Failure modes to plan for
On-foot variant generation has predictable failure modes that any production deployment needs to handle. Building a quality gate that rejects bad outputs before they reach your product page is as important as building the generation pipeline itself.
Sole-ground contact failure is the most visually obvious problem. The shoe appears to float above the surface, or the shadow is cast in the wrong direction relative to the background lighting. This is caused by a mismatch between the composite angle of the shoe and the generated ground plane. Fix by adding a shadow-matching post-processing step or by constraining scene generation to specific camera angles that match the catalog image's perspective.
Colorway drift occurs when the compositing step introduces a color shift - a white sneaker becomes off-white or a navy shoe shifts toward black.
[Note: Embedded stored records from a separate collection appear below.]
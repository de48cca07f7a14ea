pub mod routes;
mod server;
pub use server::{app, init_tracing, serve};
pub mod public;
mod state;
pub use state::AppState;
This is most common when the background generation step affects the shoe region through imprecise masking. The fix is to use hard segmentation masks with no feathering in the shoe region, then apply color correction post-composite to bring luminance back to the source image.
Shoe distortion is a third failure mode specific to shoes with complex geometry: chunky soles, platform heels, or toe-box detail. The compositing step can introduce perspective warping if the generated foot angle does not match the catalog image's viewing angle. The fix is to pre-classify catalog images by viewing angle and route them to different generation prompts - side-view images and 3/4-view images need different foot geometry constraints.
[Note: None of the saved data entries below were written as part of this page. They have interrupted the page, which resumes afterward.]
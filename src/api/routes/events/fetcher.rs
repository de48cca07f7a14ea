//! Fetches events from the upstream API and keeps the ones that
//! block a person's time.

use axum::Json;
use axum::response::{IntoResponse, Response};
use http::StatusCode;
use thiserror::Error;

use super::public::{ErrorMessage, Event, EventsApiResponse, UpstreamEventsResponse};
use crate::upstream::{SharedTransport, UpstreamResponse};

/// Statuses that mark an event as blocking time
const FUTURE_EVENT_STATUSES: [&str; 2] = ["Busy", "OutOfOffice"];

#[derive(Error, Debug)]
pub enum FetchError {
    #[error("Email parameter is required.")]
    MissingEmail,

    /// Upstream replied with one of the statuses it documents as
    /// errors. The body is forwarded as the message.
    #[error("Upstream error {status}: {message}")]
    Upstream { status: StatusCode, message: String },

    #[error("Unexpected upstream status {status}")]
    UnexpectedStatus { status: StatusCode },

    #[error("Error parsing API response: {0}")]
    Parse(#[from] serde_json::Error),

    /// No status was received from upstream
    #[error("Upstream request failed: {0:#}")]
    Transport(anyhow::Error),
}

impl FetchError {
    pub fn status(&self) -> StatusCode {
        match self {
            FetchError::MissingEmail => StatusCode::BAD_REQUEST,
            FetchError::Upstream { status, .. } => *status,
            FetchError::UnexpectedStatus { status } => *status,
            FetchError::Parse(_) | FetchError::Transport(_) => StatusCode::INTERNAL_SERVER_ERROR,
        }
    }

    /// Message sent to the caller. Transport failures carry no body.
    pub fn message(&self) -> Option<String> {
        match self {
            FetchError::MissingEmail => Some(self.to_string()),
            FetchError::Upstream { message, .. } => Some(message.clone()),
            FetchError::UnexpectedStatus { .. } => Some(String::from("Unexpected error")),
            FetchError::Parse(_) => Some(String::from("Error parsing API response")),
            FetchError::Transport(_) => None,
        }
    }
}

impl IntoResponse for FetchError {
    fn into_response(self) -> Response {
        let status = self.status();
        match self.message() {
            Some(message) => (status, Json(ErrorMessage { message })).into_response(),
            None => status.into_response(),
        }
    }
}

/// How an upstream status is handled
#[derive(Debug, Clone, Copy, PartialEq, Eq)]
pub enum StatusPolicy {
    /// Parse and filter the body
    Success,
    /// Forward the status and the upstream body as the message
    Passthrough,
    /// Forward the status with a generic message
    Unexpected,
}

impl StatusPolicy {
    pub fn for_status(status: StatusCode) -> Self {
        match status {
            StatusCode::OK => StatusPolicy::Success,
            StatusCode::BAD_REQUEST
            | StatusCode::TOO_MANY_REQUESTS
            | StatusCode::INTERNAL_SERVER_ERROR
            | StatusCode::GATEWAY_TIMEOUT => StatusPolicy::Passthrough,
            _ => StatusPolicy::Unexpected,
        }
    }
}

pub fn is_future_event(event: &Event) -> bool {
    event
        .status
        .as_deref()
        .is_some_and(|status| FUTURE_EVENT_STATUSES.contains(&status))
}

/// Keep only busy and out of office events, preserving their order.
pub fn filter_future_events(events: Vec<Event>) -> Vec<Event> {
    events.into_iter().filter(is_future_event).collect()
}

#[derive(Clone)]
pub struct EventFetcher {
    transport: SharedTransport,
}

impl EventFetcher {
    pub fn new(transport: SharedTransport) -> Self {
        Self { transport }
    }

    pub async fn fetch_future_events(&self, email: &str) -> Result<EventsApiResponse, FetchError> {
        if email.is_empty() {
            return Err(FetchError::MissingEmail);
        }

        // The email is embedded as given
        let path = format!("events?email={}", email);
        let resp = match self.transport.get(&path).await {
            Ok(resp) => resp,
            Err(e) => {
                tracing::error!(
                    status = StatusCode::INTERNAL_SERVER_ERROR.as_u16(),
                    "API error - An error occurred: {:#}",
                    e
                );
                return Err(FetchError::Transport(e));
            }
        };

        let UpstreamResponse { status, body } = resp;
        match StatusPolicy::for_status(status) {
            StatusPolicy::Success => {
                let parsed: UpstreamEventsResponse = serde_json::from_str(&body).map_err(|e| {
                    tracing::error!("Error parsing JSON response: {}", e);
                    FetchError::Parse(e)
                })?;

                let events = filter_future_events(parsed.events);
                tracing::info!(email, number_of_events = events.len(), "API call is successful");

                Ok(EventsApiResponse {
                    email: email.to_string(),
                    number_of_events: events.len(),
                    events,
                })
            }
            StatusPolicy::Passthrough => {
                tracing::error!(status = status.as_u16(), message = %body, "API error");
                let message = if body.is_empty() {
                    String::from("Unknown error")
                } else {
                    body
                };
                Err(FetchError::Upstream { status, message })
            }
            StatusPolicy::Unexpected => {
                tracing::error!(
                    status = status.as_u16(),
                    message = "Unexpected API response",
                    "API error"
                );
                Err(FetchError::UnexpectedStatus { status })
            }
        }
    }
}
A simple automated quality gate runs three checks: (1) color histogram comparison between the shoe region in the input and output to catch colorway drift, (2) edge detection on the sole-ground contact line to verify shadow direction, (3) segmentation model rerun on the output to confirm shoe geometry is intact. Outputs that fail any check are flagged for human review rather than published automatically.








| Stack | Infra /mo | AI team | Total cost | Revenue | Margin |
|---|---|---|---|---|---|
Runflow 10% volume discount applied | $900 | $0 | $900 | $6.0K | 85% |
Cloud API + manual QA similar pricing · no auto-QA · part-time engineer needed | $1.0K | ~$5K | $6.0K | $6.0K | 0% |
Self-hosted GPU raw compute · full-time AI engineer required | $400 | $12K | $12K | $6.0K | loss |
Runflow Sentinel — built-in quality control layer that automatically detects and discards failed or low-quality outputs before delivery. You only pay for images that pass QA. No engineer needed to babysit the pipeline.
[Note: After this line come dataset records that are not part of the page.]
//! Module pipeline contract shared by the loader and bundler hosts.

use std::path::PathBuf;

use async_trait::async_trait;
use orbit_compiler::{CompileError, CompiledCss, RuntimeMode};

use crate::integrations::IntegrationError;

/// Bundler configuration as seen by plugins once it is final.
#[derive(Debug, Clone)]
pub struct ResolvedConfig {
    pub mode: RuntimeMode,

    /// Root the bundler resolves modules against
    pub root: PathBuf,
}

/// Source returned from a `load` hook.
#[derive(Debug, Clone, PartialEq, Eq)]
pub struct ModuleSource {
    pub code: String,
    pub map: Option<String>,
}

impl ModuleSource {
    /// Module source without a source map.
    pub fn code(code: impl Into<String>) -> Self {
        Self {
            code: code.into(),
            map: None,
        }
    }
}

impl From<CompiledCss> for ModuleSource {
    fn from(css: CompiledCss) -> Self {
        Self {
            code: css.code,
            map: css.map,
        }
    }
}

/// Errors raised by `load` hooks.
#[derive(Debug, thiserror::Error)]
pub enum LoadError {
    #[error(transparent)]
    Compile(#[from] CompileError),

    #[error(transparent)]
    Integration(#[from] IntegrationError),

    #[error("Failed to read {path}: {source}")]
    Read {
        path: String,
        source: std::io::Error,
    },

    #[error("Failed to write {path}: {source}")]
    Write {
        path: String,
        source: std::io::Error,
    },
}

/// A plugin in the bundler's resolve → load pipeline.
///
/// Hooks return `None` to decline, leaving the id to later plugins or the
/// bundler's default behavior.
#[async_trait]
pub trait Plugin: Send + Sync {
    /// Plugin identifier
    fn name(&self) -> &'static str;

    /// Called once the bundler configuration is final.
    fn config_resolved(&self, _config: &ResolvedConfig) {}

    /// Claim a module id before default resolution.
    async fn resolve_id(&self, _id: &str) -> Option<String> {
        None
    }

    /// Provide the source of a resolved module id.
    async fn load(&self, _id: &str) -> Result<Option<ModuleSource>, LoadError> {
        Ok(None)
    }
}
Pricing based on Runflow published rates (June 2026) with automatic volume discounts. Revenue column is illustrative — actual client pricing varies by vertical and contract size. GPU self-hosted estimate uses $0.04/img raw compute cost.
Realistic output expectations
Current on-foot variant generation produces commercially usable output for sneakers, running shoes, loafers, and chelsea boots in approximately 80-90% of cases when the input catalog image is clean and the shoe is a standard silhouette. The remaining 10-20% require either manual retouching or a regeneration with different scene parameters.
For sandals and shoes with thin straps, usable output rates drop to 60-70% because the strap geometry is harder to preserve through compositing. High-heeled shoes with stiletto heels show similar success rates. If your catalog includes a high proportion of these shoe types, budget for a higher manual review rate.
The clearest signal that an API is production-ready for your catalog is not benchmark numbers - it is a test run on 50-100 of your own SKUs across all silhouettes you sell. Any provider that will not let you run a paid test batch before committing to a contract is worth treating with caution. Insist on a test batch, evaluate against your actual quality bar, and only then commit to a production contract.